Chemistry of metal encapsulated polysiloxane gel as reusable catalysts

Treatment of polymethylhydrosiloxane (PMHS) with α, ω-diol in the presence of several transition metal catalysts results in dehydrogenative silylation to form insoluble polysiloxane gel, to which metallic species used as the catalyst for cross-linking are effectively entrapped. The formed gel behaves as a reusable catalyst in organic synthesis.
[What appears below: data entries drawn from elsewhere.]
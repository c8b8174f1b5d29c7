// Copyright 2024 Pelikan Foundation LLC.
// Licensed under the Apache License, Version 2.0
// http://www.apache.org/licenses/LICENSE-2.0

//! Command line access to named shared memory stores.
//!
//! Each invocation opens the store, performs one operation, and detaches.
//! Since the store lives in shared memory, the results are visible to every
//! other process using the same store.
//!
//! Exit status is 0 on success, 1 on error, and 2 when `get` finds no value
//! or `exists` finds no entry.

#[macro_use]
extern crate logger;

mod options;

use backtrace::Backtrace;
use clap::{value_parser, Arg, ArgMatches, Command};
use config::StoreConfig;
use options::Config;
use sharedhash::{Builder, SharedHashError, Store};

use std::error::Error;
use std::io::Write;
use std::time::Duration;

// exit status for a lookup which found nothing
const EXIT_MISS: i32 = 2;

fn main() {
    // custom panic hook to terminate whole process after unwinding
    std::panic::set_hook(Box::new(|s| {
        eprintln!("{}", s);
        eprintln!("{:?}", Backtrace::new());
        std::process::exit(101);
    }));

    let matches = cli().get_matches();

    // load config from file
    let mut config = if let Some(file) = matches.get_one::<String>("config") {
        match Config::load(file) {
            Ok(c) => c,
            Err(error) => {
                eprintln!("error loading config file: {file}\n{error}");
                std::process::exit(1);
            }
        }
    } else {
        Default::default()
    };

    if let Some(dir) = matches.get_one::<String>("dir") {
        config.store_mut().set_dir(dir.to_string());
    }

    if matches.get_flag("print-config") {
        config.print();
        std::process::exit(0);
    }

    // buffered log lines are flushed when the drain is dropped
    let drain = match logger::configure_logging(&config) {
        Ok(drain) => drain,
        Err(e) => {
            eprintln!("failed to configure logging: {e}");
            std::process::exit(1);
        }
    };

    common::metrics::init();

    let status = match matches.subcommand() {
        Some((command, args)) => match run(&config, command, args) {
            Ok(status) => status,
            Err(e) => {
                error!("{} failed: {}", command, e);
                eprintln!("error: {e}");
                1
            }
        },
        None => {
            eprintln!("no command given, see --help");
            1
        }
    };

    drop(drain);
    std::process::exit(status);
}

fn cli() -> Command {
    let name = || {
        Arg::new("NAME")
            .help("Name of the store")
            .required(true)
    };
    let key = || Arg::new("KEY").help("Key of the entry").required(true);
    let value = || Arg::new("VALUE").help("Value to store").required(true);
    let ttl = || {
        Arg::new("ttl")
            .long("ttl")
            .help("Seconds until the entry expires, zero means never")
            .value_parser(value_parser!(u64))
            .default_value("0")
    };

    Command::new(env!("CARGO_BIN_NAME"))
        .version(env!("CARGO_PKG_VERSION"))
        .long_about(
            "Reads and writes named key-value stores which live in shared \
            memory. Any number of processes may use the same store at the \
            same time.",
        )
        .arg(
            Arg::new("config")
                .help("Configuration file")
                .long("config")
                .short('c')
                .global(true),
        )
        .arg(
            Arg::new("dir")
                .help("Directory which holds the stores, overrides the config")
                .long("dir")
                .short('d')
                .global(true),
        )
        .arg(
            Arg::new("print-config")
                .help("List all options in config")
                .long("print-config")
                .action(clap::ArgAction::SetTrue),
        )
        .subcommand(
            Command::new("put")
                .about("Store a value, replacing any existing value")
                .arg(name())
                .arg(key())
                .arg(value())
                .arg(ttl()),
        )
        .subcommand(
            Command::new("replace")
                .about("Replace the value of an existing entry")
                .arg(name())
                .arg(key())
                .arg(value())
                .arg(ttl()),
        )
        .subcommand(
            Command::new("get")
                .about("Print the value of an entry")
                .arg(name())
                .arg(key()),
        )
        .subcommand(
            Command::new("exists")
                .about("Check whether an entry exists")
                .arg(name())
                .arg(key()),
        )
        .subcommand(
            Command::new("del")
                .about("Remove an entry")
                .arg(name())
                .arg(key()),
        )
        .subcommand(
            Command::new("keys")
                .about("List every key, one per line")
                .arg(name()),
        )
        .subcommand(
            Command::new("size")
                .about("Print the number of entries")
                .arg(name()),
        )
        .subcommand(
            Command::new("sweep")
                .about("Reclaim expired entries")
                .arg(name()),
        )
        .subcommand(
            Command::new("stats")
                .about("Print store and process statistics")
                .arg(name()),
        )
        .subcommand(
            Command::new("rm")
                .about("Remove a store")
                .arg(name())
                .arg(
                    Arg::new("force")
                        .help("Remove even if other processes are attached")
                        .long("force")
                        .short('f')
                        .action(clap::ArgAction::SetTrue),
                ),
        )
}

/// Builder for the configured store. Only writes create a missing store.
fn builder(config: &Config, create: bool) -> Result<Builder, std::io::Error> {
    let store = config.store();

    let mut builder = Builder::default()
        .hash_power(store.hash_power())
        .heap_size(store.heap_size())
        .lock_power(store.lock_power())
        .lock_timeout(config.lock_timeout()?)
        .create(create && store.create());

    if let Some(dir) = store.dir() {
        builder = builder.dir(dir);
    }

    Ok(builder)
}

fn open(config: &Config, args: &ArgMatches, create: bool) -> Result<Store, Box<dyn Error>> {
    let name = arg(args, "NAME");
    match builder(config, create)?.open(name) {
        Ok(store) => Ok(store),
        Err(SharedHashError::NotFound) => Err(format!("store {name} does not exist").into()),
        Err(e) => Err(e.into()),
    }
}

fn arg<'a>(args: &'a ArgMatches, id: &str) -> &'a str {
    // required arguments are enforced by clap
    args.get_one::<String>(id).map(|s| s.as_str()).unwrap_or_default()
}

fn ttl(args: &ArgMatches) -> Duration {
    Duration::from_secs(args.get_one::<u64>("ttl").copied().unwrap_or(0))
}

/// Run one command and return the exit status.
fn run(config: &Config, command: &str, args: &ArgMatches) -> Result<i32, Box<dyn Error>> {
    let mut stdout = std::io::stdout().lock();

    match command {
        "put" => {
            let store = open(config, args, true)?;
            store.put(arg(args, "KEY").as_bytes(), arg(args, "VALUE").as_bytes(), ttl(args))?;
        }
        "replace" => {
            let store = open(config, args, false)?;
            store.replace(arg(args, "KEY").as_bytes(), arg(args, "VALUE").as_bytes(), ttl(args))?;
        }
        "get" => {
            let store = open(config, args, false)?;
            match store.get(arg(args, "KEY").as_bytes())? {
                Some(value) => {
                    stdout.write_all(&value)?;
                    stdout.write_all(b"\n")?;
                }
                None => return Ok(EXIT_MISS),
            }
        }
        "exists" => {
            let store = open(config, args, false)?;
            let exists = store.exists(arg(args, "KEY").as_bytes())?;
            writeln!(stdout, "{exists}")?;
            if !exists {
                return Ok(EXIT_MISS);
            }
        }
        "del" => {
            let store = open(config, args, false)?;
            let removed = store.del(arg(args, "KEY").as_bytes())?;
            writeln!(stdout, "{removed}")?;
        }
        "keys" => {
            let store = open(config, args, false)?;
            let mut keys = store.keys()?;
            keys.sort();
            for key in keys {
                stdout.write_all(&key)?;
                stdout.write_all(b"\n")?;
            }
        }
        "size" => {
            let store = open(config, args, false)?;
            writeln!(stdout, "{}", store.size()?)?;
        }
        "sweep" => {
            let store = open(config, args, false)?;
            writeln!(stdout, "{}", store.sweep()?)?;
        }
        "stats" => {
            let store = open(config, args, false)?;
            let stats = store.stats()?;
            writeln!(stdout, "{:<31} {}", "entries", stats.entries)?;
            writeln!(stdout, "{:<31} {}", "buckets", stats.buckets)?;
            writeln!(stdout, "{:<31} {}", "lock_stripes", stats.lock_stripes)?;
            writeln!(stdout, "{:<31} {}", "heap_size", stats.heap_size)?;
            writeln!(stdout, "{:<31} {}", "heap_used", stats.heap_used)?;
            writeln!(stdout, "{:<31} {}", "attached", stats.attached)?;
            writeln!(stdout)?;
            for (name, value) in common::metrics::snapshot() {
                writeln!(stdout, "{:<31} {}", name, value)?;
            }
        }
        "rm" => {
            let name = arg(args, "NAME");
            if args.get_flag("force") {
                builder(config, false)?.remove(name)?;
            } else {
                open(config, args, false)?.destroy()?;
            }
        }
        _ => return Err(format!("unknown command {command}").into()),
    }

    Ok(0)
}

#[cfg(test)]
mod tests {
    use super::*;

    #[test]
    fn verify_cli() {
        cli().debug_assert();
    }

    #[test]
    fn parse_put() {
        let matches = cli()
            .try_get_matches_from(["sharedhash", "--dir", "/tmp", "put", "cache", "k", "v", "--ttl", "5"])
            .expect("failed to parse");
        assert_eq!(matches.get_one::<String>("dir").map(|s| s.as_str()), Some("/tmp"));

        let (command, args) = matches.subcommand().expect("no subcommand");
        assert_eq!(command, "put");
        assert_eq!(arg(args, "NAME"), "cache");
        assert_eq!(arg(args, "VALUE"), "v");
        assert_eq!(ttl(args), Duration::from_secs(5));
    }

    #[test]
    fn reject_bad_ttl() {
        assert!(cli()
            .try_get_matches_from(["sharedhash", "put", "cache", "k", "v", "--ttl", "soon"])
            .is_err());
    }
}
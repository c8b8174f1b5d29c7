// Copyright 2022 Twitter, Inc.
// Licensed under the Apache License, Version 2.0
// http://www.apache.org/licenses/LICENSE-2.0

//! Byte storage pools which back a store's data region.
//!
//! A [`SharedFile`] is a file mapped with `MAP_SHARED` so that every process
//! which maps the same path observes the same bytes. The file starts with a
//! one page [`Header`] which is validated before any process trusts the data
//! region that follows it. A [`Memory`] pool is anonymous and private to the
//! process which created it.

#[macro_use]
extern crate log;

use core::ops::Range;
use core::sync::atomic::{AtomicU64, Ordering};
use std::fs::{File, Metadata, OpenOptions};
use std::io::{Error, ErrorKind};
use std::os::unix::fs::{MetadataExt, OpenOptionsExt};
use std::os::unix::io::AsRawFd;
use std::path::Path;
use std::time::{Duration, Instant};

use clocksource::coarse::UnixInstant;
use memmap2::{MmapMut, MmapOptions};

const PAGE_SIZE: usize = 4096;
const HEADER_SIZE: usize = core::mem::size_of::<Header>();
const MAGIC: [u8; 8] = *b"SHRDPOOL";

// NOTE: this must be incremented if there are breaking changes to the segment
// header format
const VERSION: u64 = 1;

mod memory;
mod shared_file;

pub use memory::Memory;
pub use shared_file::SharedFile;

/// The datapool trait defines the abstraction that each datapool implementation
/// should conform to.
#[allow(clippy::len_without_is_empty)]
pub trait Datapool: Send {
    /// Immutable borrow of the data within the datapool
    fn as_slice(&self) -> &[u8];

    /// Mutable borrow of the data within the datapool
    fn as_mut_slice(&mut self) -> &mut [u8];

    /// Performs any actions necessary to persist the data to the backing store.
    /// This may be a no-op for datapools which cannot persist data.
    fn flush(&mut self) -> Result<(), std::io::Error>;

    fn len(&self) -> usize {
        self.as_slice().len()
    }

    /// Raw pointer to the start of the data region. The pointer stays valid
    /// for as long as the datapool is alive.
    fn as_mut_ptr(&mut self) -> *mut u8 {
        self.as_mut_slice().as_mut_ptr()
    }
}

// NOTE: make sure this is a whole number of pages and that all fields which are
// accessed are properly aligned to avoid undefined behavior.
#[repr(C)]
pub struct Header {
    checksum: [u8; 32],
    magic: [u8; 8],
    version: u64,
    user_version: u64,
    data_size: u64,
    time_unix_s: u32,
    _reserved: u32,
    attached: AtomicU64,
    _pad: [u8; 4016],
}

impl Header {
    fn new(data_size: usize, user_version: u64) -> Self {
        let mut header = Self {
            checksum: [0; 32],
            magic: MAGIC,
            version: VERSION,
            user_version,
            data_size: data_size as u64,
            time_unix_s: UnixInstant::now()
                .duration_since(UnixInstant::EPOCH)
                .as_secs(),
            _reserved: 0,
            attached: AtomicU64::new(0),
            _pad: [0; 4016],
        };
        header.checksum = *header.hash().as_bytes();
        header
    }

    fn as_bytes(&self) -> &[u8] {
        unsafe { std::slice::from_raw_parts((self as *const Header) as *const u8, HEADER_SIZE) }
    }

    // only the immutable fields are covered, the attach counter changes
    // while the segment is live
    fn hash(&self) -> blake3::Hash {
        let mut hasher = blake3::Hasher::new();
        hasher.update(&self.magic);
        hasher.update(&self.version.to_le_bytes());
        hasher.update(&self.user_version.to_le_bytes());
        hasher.update(&self.data_size.to_le_bytes());
        hasher.update(&self.time_unix_s.to_le_bytes());
        hasher.finalize()
    }

    fn check(&self, user_version: u64) -> Result<(), std::io::Error> {
        self.check_magic()?;
        self.check_version()?;
        if self.user_version != user_version {
            return Err(Error::new(ErrorKind::InvalidData, "user version mismatch"));
        }
        if self.checksum[0..32] != self.hash().as_bytes()[0..32] {
            return Err(Error::new(ErrorKind::InvalidData, "checksum mismatch"));
        }
        Ok(())
    }

    fn check_version(&self) -> Result<(), std::io::Error> {
        if self.version != VERSION {
            Err(Error::new(
                ErrorKind::InvalidData,
                "segment has incompatible version",
            ))
        } else {
            Ok(())
        }
    }

    fn check_magic(&self) -> Result<(), std::io::Error> {
        if self.magic[0..8] == MAGIC[0..8] {
            Ok(())
        } else {
            Err(Error::new(ErrorKind::InvalidData, "header is not recognized"))
        }
    }

    pub fn user_version(&self) -> u64 {
        self.user_version
    }

    pub fn data_size(&self) -> usize {
        self.data_size as usize
    }

    /// Creation time of the segment in seconds since the unix epoch.
    pub fn time_unix_s(&self) -> u32 {
        self.time_unix_s
    }

    /// Number of live attachments across all processes.
    pub fn attached(&self) -> u64 {
        self.attached.load(Ordering::Acquire)
    }
}

/// Size of the backing file for a data region of `data_size` bytes, rounded
/// up to a whole number of pages.
fn total_size(data_size: usize) -> usize {
    let pages = (HEADER_SIZE + data_size).div_ceil(PAGE_SIZE);
    pages * PAGE_SIZE
}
In a typical example, treatment of α, ω-diols with a triruthenium cluster, (μ ₃, η ², η ³, η ⁵- acenaphthylene)Ru ₃ (CO) ₇ gives polysiloxange gel containing ruthenium carbonyl species, which catalyzes alkene isomerization of allyl ethers to the corresponding vinyl ethers. It is well known that platinum salts and complexes behave as efficient catalysts for hydrosilylation of alkenes. Reaction of PMHS with α, ω-dienes gives rise to cross-linking through Si-C bond formation to afford polysiloxane gel containing platinum species useful for catalytic hydrogenation of nitroarenes. Platinum-catalyzed hydrosilylation is also useful for crosslinking of PMHS by α, ω-dienes containing a bipyridine or bisoxazoline unit. Ligation of copper species to the formed gel leads to reusable gel catalysts for atom transfer radical cyclization and asymmetric cyclopropanation.